After about fifteen minutes a woman asked me to come up to the front. She looked over everything. Said all was in order, but I didn’t have enough pages in my passport for the India visa and therefore I was denied.
“What do you mean?”
“You need visa pages in your passport. You have only one page available. You need two.”
“But no where did it say I needed two.”
“Well, you do.”
This is what I get for traveling so much.
I was told I had to go to the US passport office and there I would be issued new pages or a new passport, depending on what I preferred, but that I would have to make an appointment for this and that could take several days (which it did). Before leaving I thought I should make another appointment for my visa, but on the way to the computers, I ran into the manager who asked me my problem and I explained about my passport pages.
He nodded, then made a sweeping gesture of the room that was filled with the troubled, turmoiled masses, snaking slowly around in their lines. “Why don’t you just mail your application in?”
“May I?”
“Why would you ever want to come back here again?” The question for him was clearly rhetorical, but I couldn’t help but note the disdain in his voice. His message to me was coded. Because it was clear to him that I was white and educated and many who frequented his establishment were not.
I made a mental note that I would not mail my application; I would return in person if I could.
As I walked out, the Hispanic bouncer asked me why I was leaving so soon. “My passport doesn’t have enough pages.”

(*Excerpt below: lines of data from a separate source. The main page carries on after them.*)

//! Shorthand parsing and SQL generation
//!
//! Grammar of one statement's text:
//!
//! ```text
//! [FOREACH] TABLE/COL[,COL...][AGGREGATE][CONDITION]
//! ```
//!
//! `AGGREGATE` is one of MAX, MIN, AVG, COUNT, SUM, FIRST, LAST.
//! `CONDITION` is either a 1-based row number or a boolean predicate.

use super::vocabulary::{self, ColumnDef, TableDef};
use crate::domain::TemplateError;
use std::fmt;

#[derive(Debug, Clone, Copy, PartialEq, Eq)]
pub enum Aggregate {
    Max,
    Min,
    Avg,
    Count,
    Sum,
    First,
    Last,
}

impl Aggregate {
    fn parse(keyword: &str) -> Option<Self> {
        match keyword.trim().to_ascii_uppercase().as_str() {
            "MAX" => Some(Aggregate::Max),
            "MIN" => Some(Aggregate::Min),
            "AVG" => Some(Aggregate::Avg),
            "COUNT" => Some(Aggregate::Count),
            "SUM" => Some(Aggregate::Sum),
            "FIRST" => Some(Aggregate::First),
            "LAST" => Some(Aggregate::Last),
            _ => None,
        }
    }

    /// SQL function name for the wrapping aggregates
    fn function(&self) -> Option<&'static str> {
        match self {
            Aggregate::Max => Some("MAX"),
            Aggregate::Min => Some("MIN"),
            Aggregate::Avg => Some("AVG"),
            Aggregate::Count => Some("COUNT"),
            Aggregate::Sum => Some("SUM"),
            Aggregate::First | Aggregate::Last => None,
        }
    }
}

impl fmt::Display for Aggregate {
    fn fmt(&self, f: &mut fmt::Formatter<'_>) -> fmt::Result {
        let name = match self {
            Aggregate::First => "FIRST",
            Aggregate::Last => "LAST",
            other => other.function().unwrap_or_default(),
        };
        f.write_str(name)
    }
}

#[derive(Debug, Clone, PartialEq, Eq)]
pub enum Condition {
    /// 1-based row of the unwindowed result
    Row(usize),
    Predicate(String),
}

/// Parsed shorthand before vocabulary resolution
#[derive(Debug, Clone, PartialEq, Eq)]
pub struct Shorthand {
    pub table: String,
    pub columns: Vec<String>,
    pub aggregate: Option<Aggregate>,
    pub condition: Option<Condition>,
}

/// Executable query for one statement
#[derive(Debug, Clone, PartialEq, Eq)]
pub struct CompiledQuery {
    pub sql: String,
    pub column_count: usize,
}

/// Strips a leading FOREACH keyword, if present
pub fn strip_foreach(text: &str) -> Option<&str> {
    let trimmed = text.trim_start();
    let head = trimmed.get(..7)?;
    if !head.eq_ignore_ascii_case("FOREACH") {
        return None;
    }
    let rest = &trimmed[7..];
    match rest.chars().next() {
        None => Some(rest),
        Some(c) if c.is_whitespace() => Some(rest),
        _ => None,
    }
}

/// Splits `[a][b]` groups, honouring nested brackets inside a group
///
/// Brackets inside single-quoted literals are ignored. A doubled quote
/// toggles twice and stays inside the literal.
fn bracket_groups<'a>(text: &'a str, reference: &str) -> Result<Vec<&'a str>, TemplateError> {
    let mut groups = Vec::new();
    let mut rest = text.trim();

    while !rest.is_empty() {
        if !rest.starts_with('[') {
            return Err(TemplateError::unsupported(
                reference,
                format!("unexpected text '{rest}' after column list"),
            ));
        }

        let mut depth = 0usize;
        let mut in_literal = false;
        let mut end = None;
        for (i, c) in rest.char_indices() {
            match c {
                '\'' => in_literal = !in_literal,
                _ if in_literal => {}
                '[' => depth += 1,
                ']' => {
                    depth -= 1;
                    if depth == 0 {
                        end = Some(i);
                        break;
                    }
                }
                _ => {}
            }
        }

        let end = end.ok_or_else(|| TemplateError::unsupported(reference, "unclosed '['"))?;
        groups.push(&rest[1..end]);
        rest = rest[end + 1..].trim_start();
    }

    Ok(groups)
}

fn parse_condition(text: &str, reference: &str) -> Result<Condition, TemplateError> {
    let text = text.trim();
    if text.is_empty() {
        return Err(TemplateError::unsupported(reference, "empty condition"));
    }

    if text.chars().all(|c| c.is_ascii_digit()) {
        return match text.parse::<usize>() {
            Ok(row) if row > 0 => Ok(Condition::Row(row)),
            _ => Err(TemplateError::unsupported(
                reference,
                "row index must be a positive integer",
            )),
        };
    }

    for forbidden in [";", "--", "/*"] {
        if text.contains(forbidden) {
            return Err(TemplateError::unsupported(
                reference,
                format!("'{forbidden}' is not allowed in a condition"),
            ));
        }
    }

    Ok(Condition::Predicate(text.to_string()))
}

/// Parses shorthand text (without the FOREACH keyword)
///
/// # Errors
///
/// Returns `TemplateError::UnsupportedReference` for malformed shorthand.
pub fn parse(text: &str) -> Result<Shorthand, TemplateError> {
    let reference = text.trim();
    let (table, rest) = reference
        .split_once('/')
        .ok_or_else(|| TemplateError::unsupported(reference, "expected TABLE/COLUMN"))?;

    let table = table.trim();
    if table.is_empty() {
        return Err(TemplateError::unsupported(reference, "missing table keyword"));
    }

    let (column_list, brackets) = match rest.find('[') {
        Some(pos) => rest.split_at(pos),
        None => (rest, ""),
    };

    let columns: Vec<String> = column_list
        .split(',')
        .map(|c| c.trim().to_string())
        .collect();
    if columns.iter().any(String::is_empty) {
        return Err(TemplateError::unsupported(reference, "empty column name"));
    }
    if let Some(bad) = columns
        .iter()
        .find(|c| !c.chars().all(|ch| ch.is_ascii_alphanumeric() || ch == '_'))
    {
        return Err(TemplateError::unsupported(
            reference,
            format!("invalid column name '{bad}'"),
        ));
    }

    let groups = bracket_groups(brackets, reference)?;
    let (aggregate, condition) = match groups.as_slice() {
        [] => (None, None),
        [only] => match Aggregate::parse(only) {
            Some(aggregate) => (Some(aggregate), None),
            None => (None, Some(parse_condition(only, reference)?)),
        },
        [first, second] => {
            let aggregate = Aggregate::parse(first).ok_or_else(|| {
                TemplateError::unsupported(reference, format!("unknown aggregate '{first}'"))
            })?;
            (Some(aggregate), Some(parse_condition(second, reference)?))
        }
        _ => {
            return Err(TemplateError::unsupported(
                reference,
                "at most one aggregate and one condition are allowed",
            ))
        }
    };

    Ok(Shorthand {
        table: table.to_string(),
        columns,
        aggregate,
        condition,
    })
}

fn resolve(
    shorthand: &Shorthand,
    reference: &str,
) -> Result<(&'static TableDef, Vec<&'static ColumnDef>), TemplateError> {
    let table = vocabulary::table(&shorthand.table).ok_or_else(|| {
        TemplateError::unsupported(reference, format!("unknown table '{}'", shorthand.table))
    })?;

    let columns = shorthand
        .columns
        .iter()
        .map(|name| {
            table.column(name).ok_or_else(|| {
                TemplateError::unsupported(
                    reference,
                    format!("unknown column '{}' in table {}", name, table.keyword),
                )
            })
        })
        .collect::<Result<Vec<_>, _>>()?;

    Ok((table, columns))
}

/// Compiles statement text into an executable query bound to `$1`
///
/// Foreach statements keep a predicate condition but skip aggregation and
/// row windowing.
///
/// # Errors
///
/// Returns `TemplateError::UnsupportedReference` for unknown tables or
/// columns, malformed shorthand, or aggregates that cannot apply.
pub fn compile(text: &str, foreach: bool) -> Result<CompiledQuery, TemplateError> {
    let body = if foreach {
        strip_foreach(text).ok_or_else(|| {
            TemplateError::unsupported(text.trim(), "expected FOREACH keyword")
        })?
    } else {
        text
    };

    let shorthand = parse(body)?;
    let reference = body.trim();
    let (table, columns) = resolve(&shorthand, reference)?;

    let (aggregate, condition) = if foreach {
        let predicate = match shorthand.condition {
            Some(Condition::Predicate(p)) => Some(Condition::Predicate(p)),
            _ => None,
        };
        (None, predicate)
    } else {
        (shorthand.aggregate, shorthand.condition)
    };

    let expressions: Vec<String> = columns.iter().map(|c| table.column_sql(c)).collect();

    let select_list = match aggregate.and_then(|a| a.function().map(|f| (a, f))) {
        Some((aggregate, function)) => {
            if aggregate != Aggregate::Count {
                if let Some(column) = columns.iter().find(|c| c.geometry) {
                    return Err(TemplateError::unsupported(
                        reference,
                        format!("{aggregate} cannot be applied to geometry column {}", column.name),
                    ));
                }
            }
            expressions
                .iter()
                .map(|e| format!("{function}({e})"))
                .collect::<Vec<_>>()
                .join(", ")
        }
        None => expressions.join(", "),
    };

    let mut sql = format!(
        "SELECT {select_list} FROM {} WHERE {}",
        table.from, table.filter
    );

    if let Some(Condition::Predicate(predicate)) = &condition {
        sql.push_str(&format!(" AND ({predicate})"));
    }

    match aggregate {
        Some(Aggregate::First) | Some(Aggregate::Last) => {
            let direction = if aggregate == Some(Aggregate::First) {
                "ASC"
            } else {
                "DESC"
            };
            let ordering = expressions
                .iter()
                .map(|e| format!("{e} {direction}"))
                .collect::<Vec<_>>()
                .join(", ");
            sql.push_str(&format!(" ORDER BY {ordering} LIMIT 1"));
        }
        Some(_) => {}
        None => sql.push_str(&format!(" ORDER BY {}", table.order_by)),
    }

    if let Some(Condition::Row(row)) = condition {
        sql = format!("SELECT * FROM ({sql}) AS w LIMIT 1 OFFSET {}", row - 1);
    }

    Ok(CompiledQuery {
        sql,
        column_count: columns.len(),
    })
}

#[cfg(test)]
mod tests {
    use super::*;
    use test_case::test_case;

    #[test]
    fn test_parse_full_shorthand() {
        let parsed = parse("ADDRESS/STREET, HOUSE_NUMBER[FIRST][city = 'Berlin']").unwrap();
        assert_eq!(parsed.table, "ADDRESS");
        assert_eq!(parsed.columns, vec!["STREET", "HOUSE_NUMBER"]);
        assert_eq!(parsed.aggregate, Some(Aggregate::First));
        assert_eq!(
            parsed.condition,
            Some(Condition::Predicate("city = 'Berlin'".to_string()))
        );
    }

    #[test]
    fn test_brackets_inside_literals_do_not_split_groups() {
        let parsed = parse("CITYOBJECT/NAME[name = 'a]b']").unwrap();
        assert_eq!(parsed.aggregate, None);
        assert_eq!(
            parsed.condition,
            Some(Condition::Predicate("name = 'a]b'".to_string()))
        );

        let parsed = parse("CITYOBJECT/NAME[FIRST][name = 'a]b']").unwrap();
        assert_eq!(
            parsed.condition,
            Some(Condition::Predicate("name = 'a]b'".to_string()))
        );

        let parsed = parse("CITYOBJECT/NAME[name LIKE '[x' OR name = 'it''s]']").unwrap();
        assert_eq!(
            parsed.condition,
            Some(Condition::Predicate(
                "name LIKE '[x' OR name = 'it''s]'".to_string()
            ))
        );
    }

    #[test_case("BUILDING" ; "missing slash")]
    #[test_case("/NAME" ; "missing table")]
    #[test_case("BUILDING/NAME,,CLASS" ; "empty column")]
    #[test_case("BUILDING/NAME[MAX" ; "unclosed bracket")]
    #[test_case("BUILDING/NAME[0]" ; "zero row")]
    #[test_case("BUILDING/NAME[MAX][1][2]" ; "too many groups")]
    #[test_case("BUILDING/NAME junk" ; "trailing text")]
    #[test_case("BUILDING/NAME[1 = 1; DROP TABLE building]" ; "statement separator")]
    #[test_case("BUILDING/NAME[1 = 1 -- comment]" ; "line comment")]
    fn test_parse_rejects(text: &str) {
        assert!(matches!(
            parse(text),
            Err(TemplateError::UnsupportedReference { .. })
        ));
    }

    #[test]
    fn test_aggregate_query_over_building_path() {
        let query = compile("BUILDING/MEASURED_HEIGHT[MAX]", false).unwrap();
        assert_eq!(
            query.sql,
            "SELECT MAX(b.measured_height) FROM building b WHERE b.id = $1"
        );
        assert_eq!(query.column_count, 1);
    }

    #[test]
    fn test_unknown_column_is_unsupported() {
        let err = compile("BUILDING/NOT_A_COLUMN", false).unwrap_err();
        assert!(matches!(err, TemplateError::UnsupportedReference { .. }));
        assert!(err.to_string().contains("NOT_A_COLUMN"));

        let err = compile("PARCEL/ID", false).unwrap_err();
        assert!(err.to_string().contains("unknown table"));
    }

    #[test]
    fn test_row_condition_wraps_unwindowed_query() {
        let query = compile("ADDRESS/STREET[3]", false).unwrap();
        assert_eq!(
            query.sql,
            "SELECT * FROM (SELECT a.street FROM address a JOIN address_to_building atb \
             ON atb.address_id = a.id WHERE atb.building_id = $1 ORDER BY a.id) AS w \
             LIMIT 1 OFFSET 2"
        );
    }

    #[test]
    fn test_first_and_last_order_and_limit() {
        let first = compile("ADDRESS/ZIP_CODE[FIRST]", false).unwrap();
        assert!(first.sql.ends_with("ORDER BY a.zip_code ASC LIMIT 1"));

        let last = compile("ADDRESS/ZIP_CODE,CITY[LAST]", false).unwrap();
        assert!(last
            .sql
            .ends_with("ORDER BY a.zip_code DESC, a.city DESC LIMIT 1"));
        assert_eq!(last.column_count, 2);
    }

    #[test]
    fn test_predicate_is_appended() {
        let query = compile("CITYOBJECT_GENERICATTRIB/STRVAL[attrname = 'roof']", false).unwrap();
        assert!(query
            .sql
            .contains("WHERE ga.cityobject_id = $1 AND (attrname = 'roof')"));
    }

    #[test]
    fn test_foreach_skips_aggregate_and_window() {
        let query = compile("FOREACH ADDRESS/STREET,CITY[COUNT][2]", true).unwrap();
        assert!(!query.sql.contains("COUNT("));
        assert!(!query.sql.contains("OFFSET"));
        assert!(query.sql.ends_with("ORDER BY a.id"));
        assert_eq!(query.column_count, 2);

        let filtered = compile("foreach ADDRESS/STREET[city = 'Bonn']", true).unwrap();
        assert!(filtered.sql.contains("AND (city = 'Bonn')"));
    }

    #[test]
    fn test_geometry_aggregates() {
        assert!(compile("CITYOBJECT/ENVELOPE[MAX]", false).is_err());
        assert!(compile("CITYOBJECT/ENVELOPE[COUNT]", false).is_ok());
    }

    #[test]
    fn test_special_keywords() {
        let query = compile("SPECIAL_KEYWORDS/CENTROID_WGS84_LAT", false).unwrap();
        assert!(query
            .sql
            .starts_with("SELECT ST_Y(ST_Centroid(ST_Transform(co.envelope, 4326)))"));
    }

    #[test]
    fn test_strip_foreach() {
        assert_eq!(strip_foreach("  FOREACH ADDRESS/CITY"), Some(" ADDRESS/CITY"));
        assert_eq!(strip_foreach("ForEach\tX/Y"), Some("\tX/Y"));
        assert_eq!(strip_foreach("FOREACHED/X"), None);
        assert_eq!(strip_foreach("ADDRESS/CITY"), None);
    }
}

He shook his head, his voice filled with pity. “That’s a bummer,” he said.
On the packed subway, heading to Grand Central, I needed to write some of this down, but I had nothing to write on. So I took out a piece of paper and tried to scribble notes on the pole. A young man of mixed race asked if I wanted to sit down. “No, thank you. I’m getting off at the next stop.”
“But you’re trying to write on that pole.” I shugged and he held up his hand to me. Not knowing what else to do, I high fived him. He looked a little stunned, then he burst out laughing. “I was holding it up for you to write on it,” he said.
As we pulled into Grand Central, I wished him a good day. On the train to work I nibble from the snack bag Larry had prepared for me. My purse is always filled with all kinds of things – gloves, water bottles, snacks, pens, life savers. I wasn’t paying that much attention. I was reading and nibbling. Then I ate a dog treat. Apparently I also had a bag of these.
I sat back, gazing as the train crossed the Harlem River, a part of my commute to work I always love. So, I thought, the journey has begun…
Jurgen Van Olmen says
I really love this particular story, because it’s so recognizable for so many of us – apart from eating the dog treats.
Hope you have a good trip to India!
larry o'connor says
Great, great tale, M. You are definitely on your way!
Mary Morris says
Thank you both. Jurgen, this comment is really funny. Thank you for it. We hope you are well! We may return in the spring.
Noni says
Thank you for the part about the dog treat. I can see myself doing that someday in my own mindlessness. It was the best laugh I had all day!
Mary Morris says
Haha, thanks, Noni. One of my best laughs of the week!
Emily says
I’m cracking up about the dog treat, Mary. I’ve *almost* been there many times. Great story all around.